**What needs to be done:**
Starting at the line with "let x = (i32::from(x_fixed)", set down each line of the entries below through the last one, exactly as it stands.

**Exercise materials:**
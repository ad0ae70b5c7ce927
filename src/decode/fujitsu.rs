//! Fujitsu P-Series: 5-byte fixed-point packets, tip button only, a fixed
//! 1024x768 output range.

use super::{Decode, DecodeCtx, StylusDelta};
use crate::error::{Result, TmError};
use crate::stylus::ButtonMask;

pub const FUJITSU_OUTPUT_WIDTH: i32 = 1024;
pub const FUJITSU_OUTPUT_HEIGHT: i32 = 768;

#[derive(Clone, Copy, Debug)]
pub struct FujitsuP;

impl Decode for FujitsuP {
    fn decode(&self, b: &[u8], _ctx: &mut DecodeCtx<'_>) -> Result<StylusDelta> {
        if b.len() < 5 {
            return Err(TmError::ShortPacket { expected: 5, got: b.len() });
        }
        let mut delta = StylusDelta::default();

        let x_fixed = (u16::from(b[1]) << 8) | u16::from(b[2]);
        let y_fixed = (u16::from(b[3]) << 8) | u16::from(b[4]);
        let x = (i32::from(x_fixed) * FUJITSU_OUTPUT_WIDTH) / i32::from(u16::MAX);
        let y = (i32::from(y_fixed) * FUJITSU_OUTPUT_HEIGHT) / i32::from(u16::MAX);
        delta.point = Some((x, y));
        delta.proximity = Some(true);

        let mut buttons = ButtonMask::empty();
        if b[0] & 0x01 != 0 {
            buttons |= ButtonMask::TIP;
        }
        delta.buttons = Some(buttons);
        delta.pressure = Some(if b[0] & 0x01 != 0 { u16::MAX } else { 0 });

        Ok(delta)
    }
}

**Task response:**
        let x = (i32::from(x_fixed) * FUJITSU_OUTPUT_WIDTH) / i32::from(u16::MAX);
        let y = (i32::from(y_fixed) * FUJITSU_OUTPUT_HEIGHT) / i32::from(u16::MAX);
        delta.point = Some((x, y));
        delta.proximity = Some(true);

        let mut buttons = ButtonMask::empty();
        if b[0] & 0x01 != 0 {
            buttons |= ButtonMask::TIP;
        }
        delta.buttons = Some(buttons);
        delta.pressure = Some(if b[0] & 0x01 != 0 { u16::MAX } else { 0 });

        Ok(delta)
    }
}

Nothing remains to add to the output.